** Data follows **

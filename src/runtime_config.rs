// =============================================================================
// Runtime Configuration — horizon set, sample rate and signal thresholds
// =============================================================================
//
// Everything the engine needs is fixed at construction from this struct; there
// are no package-level constant tables.  Loaded from JSON at startup and
// persisted with an atomic tmp + rename so a crash mid-write never leaves a
// truncated file behind.
//
// Every field carries a serde default so that older config files missing new
// fields still load.
// =============================================================================

use std::collections::BTreeMap;
use std::path::Path;

use anyhow::{Context, Result};
use serde::{Deserialize, Serialize};
use tracing::info;

use crate::error::StatsError;
use crate::indicators::MacdPeriods;
use crate::types::HorizonId;

// =============================================================================
// Default-value helpers (required by serde `default = "..."` attribute)
// =============================================================================

fn default_true() -> bool {
    true
}

fn default_horizons() -> Vec<HorizonId> {
    vec![1, 5, 10, 30, 60, 120, 240, 720, 1440]
}

fn default_sample_rate() -> u32 {
    30
}

fn default_buy_threshold_pct() -> f64 {
    0.1
}

fn default_sell_threshold_pct() -> f64 {
    0.1
}

fn default_panic_minutes() -> f64 {
    30.0
}

fn default_snapshot_every() -> u64 {
    30
}

fn default_trend_periods() -> usize {
    12
}

fn default_atr_period() -> usize {
    14
}

fn default_signal_horizon() -> HorizonId {
    60
}

// =============================================================================
// HorizonSettings
// =============================================================================

/// Per-horizon slice of the configuration handed to a `HorizonAggregator`.
#[derive(Debug, Clone, PartialEq)]
pub struct HorizonSettings {
    pub buy_threshold_pct: f64,
    pub sell_threshold_pct: f64,
    pub panic_minutes: f64,
    pub snapshot_every: u64,
    pub macd: MacdPeriods,
    pub trend_periods: usize,
    pub atr_period: usize,
}

impl Default for HorizonSettings {
    fn default() -> Self {
        Self {
            buy_threshold_pct: default_buy_threshold_pct(),
            sell_threshold_pct: default_sell_threshold_pct(),
            panic_minutes: default_panic_minutes(),
            snapshot_every: default_snapshot_every(),
            macd: MacdPeriods::default(),
            trend_periods: default_trend_periods(),
            atr_period: default_atr_period(),
        }
    }
}

// =============================================================================
// StatsConfig
// =============================================================================

/// Top-level configuration for the multi-horizon statistician.
#[derive(Debug, Clone, Serialize, Deserialize)]
pub struct StatsConfig {
    // --- Horizons & sampling -------------------------------------------------

    /// Horizon lengths in minutes, in reporting order.
    #[serde(default = "default_horizons")]
    pub horizons: Vec<HorizonId>,

    /// Nominal samples per minute delivered by the feed.
    #[serde(default = "default_sample_rate")]
    pub sample_rate: u32,

    /// Replay the first sample through every horizon to seed it.
    #[serde(default = "default_true")]
    pub warm_up: bool,

    /// Emit a snapshot to the sink every N samples per horizon (0 disables).
    #[serde(default = "default_snapshot_every")]
    pub snapshot_every: u64,

    // --- Signal thresholds ---------------------------------------------------

    /// Minimum std-dev (percent of SMA) for a buy signal.
    #[serde(default = "default_buy_threshold_pct")]
    pub buy_threshold_pct: f64,

    /// Per-horizon overrides of `buy_threshold_pct`.
    #[serde(default)]
    pub horizon_buy_threshold_pct: BTreeMap<HorizonId, f64>,

    /// Minimum std-dev (percent of SMA) for a sell signal.
    #[serde(default = "default_sell_threshold_pct")]
    pub sell_threshold_pct: f64,

    /// Minutes in a bearish direction before a reversal warning is raised.
    #[serde(default = "default_panic_minutes")]
    pub panic_minutes: f64,

    // --- Indicator periods ---------------------------------------------------

    #[serde(default)]
    pub macd: MacdPeriods,

    /// Trend EMA period, in horizon-length samples.
    #[serde(default = "default_trend_periods")]
    pub trend_periods: usize,

    /// ATR / DMI smoothing, in horizon windows.
    #[serde(default = "default_atr_period")]
    pub atr_period: usize,

    /// Horizon whose signals drive the entry/exit state machine.
    #[serde(default = "default_signal_horizon")]
    pub signal_horizon: HorizonId,
}

impl Default for StatsConfig {
    fn default() -> Self {
        Self {
            horizons: default_horizons(),
            sample_rate: default_sample_rate(),
            warm_up: true,
            snapshot_every: default_snapshot_every(),
            buy_threshold_pct: default_buy_threshold_pct(),
            horizon_buy_threshold_pct: BTreeMap::new(),
            sell_threshold_pct: default_sell_threshold_pct(),
            panic_minutes: default_panic_minutes(),
            macd: MacdPeriods::default(),
            trend_periods: default_trend_periods(),
            atr_period: default_atr_period(),
            signal_horizon: default_signal_horizon(),
        }
    }
}

impl StatsConfig {
    /// Load configuration from a JSON file at `path`.
    ///
    /// If the file does not exist, returns an error so the caller can fall
    /// back to defaults with a warning.
    pub fn load(path: impl AsRef<Path>) -> Result<Self> {
        let path = path.as_ref();

        let content = std::fs::read_to_string(path)
            .with_context(|| format!("failed to read stats config from {}", path.display()))?;

        let config: Self = serde_json::from_str(&content)
            .with_context(|| format!("failed to parse stats config from {}", path.display()))?;

        info!(
            path = %path.display(),
            horizons = ?config.horizons,
            sample_rate = config.sample_rate,
            "stats config loaded"
        );

        Ok(config)
    }

    /// Load `path`, writing the defaults there first when no file exists.
    /// An existing file that fails to read or parse is returned as an error
    /// and left untouched.
    pub fn load_or_init(path: impl AsRef<Path>) -> Result<Self> {
        let path = path.as_ref();
        match std::fs::metadata(path) {
            Err(e) if e.kind() == std::io::ErrorKind::NotFound => {
                let config = Self::default();
                config.save(path)?;
                info!(path = %path.display(), "no stats config found, defaults written");
                Ok(config)
            }
            _ => Self::load(path),
        }
    }

    /// Persist the configuration to `path` using an atomic write
    /// (write to `.tmp`, then rename).
    pub fn save(&self, path: impl AsRef<Path>) -> Result<()> {
        let path = path.as_ref();

        let content = serde_json::to_string_pretty(self)
            .context("failed to serialise stats config to JSON")?;

        let tmp_path = path.with_extension("json.tmp");

        std::fs::write(&tmp_path, &content)
            .with_context(|| format!("failed to write tmp config to {}", tmp_path.display()))?;

        std::fs::rename(&tmp_path, path)
            .with_context(|| format!("failed to rename tmp config to {}", path.display()))?;

        info!(path = %path.display(), "stats config saved (atomic)");
        Ok(())
    }

    /// Reject configurations the engine cannot run with.
    pub fn validate(&self) -> std::result::Result<(), StatsError> {
        if self.horizons.is_empty() {
            return Err(StatsError::InvalidConfig("no horizons configured".into()));
        }
        if self.sample_rate == 0 {
            return Err(StatsError::InvalidConfig("sample_rate must be > 0".into()));
        }
        for (i, h) in self.horizons.iter().enumerate() {
            if self.horizons[..i].contains(h) {
                return Err(StatsError::InvalidConfig(format!("horizon {h}m listed twice")));
            }
            if u64::from(*h) * u64::from(self.sample_rate) < 2 {
                return Err(StatsError::InvalidConfig(format!(
                    "horizon {h}m at {} samples/min spans fewer than 2 samples",
                    self.sample_rate
                )));
            }
        }
        let periods = [
            self.macd.fast,
            self.macd.slow,
            self.macd.signal,
            self.trend_periods,
            self.atr_period,
        ];
        if periods.contains(&0) {
            return Err(StatsError::InvalidConfig("indicator periods must be > 0".into()));
        }
        Ok(())
    }

    /// Resolve the settings for one horizon, applying per-horizon overrides.
    pub fn horizon_settings(&self, horizon: HorizonId) -> HorizonSettings {
        HorizonSettings {
            buy_threshold_pct: self
                .horizon_buy_threshold_pct
                .get(&horizon)
                .copied()
                .unwrap_or(self.buy_threshold_pct),
            sell_threshold_pct: self.sell_threshold_pct,
            panic_minutes: self.panic_minutes,
            snapshot_every: self.snapshot_every,
            macd: self.macd,
            trend_periods: self.trend_periods,
            atr_period: self.atr_period,
        }
    }
}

** End of Data **

Task requirements
Locate the lines above that contain "derive" and copy them.

Exercise result
#[derive(Debug, Clone, PartialEq)]
#[derive(Debug, Clone, Serialize, Deserialize)]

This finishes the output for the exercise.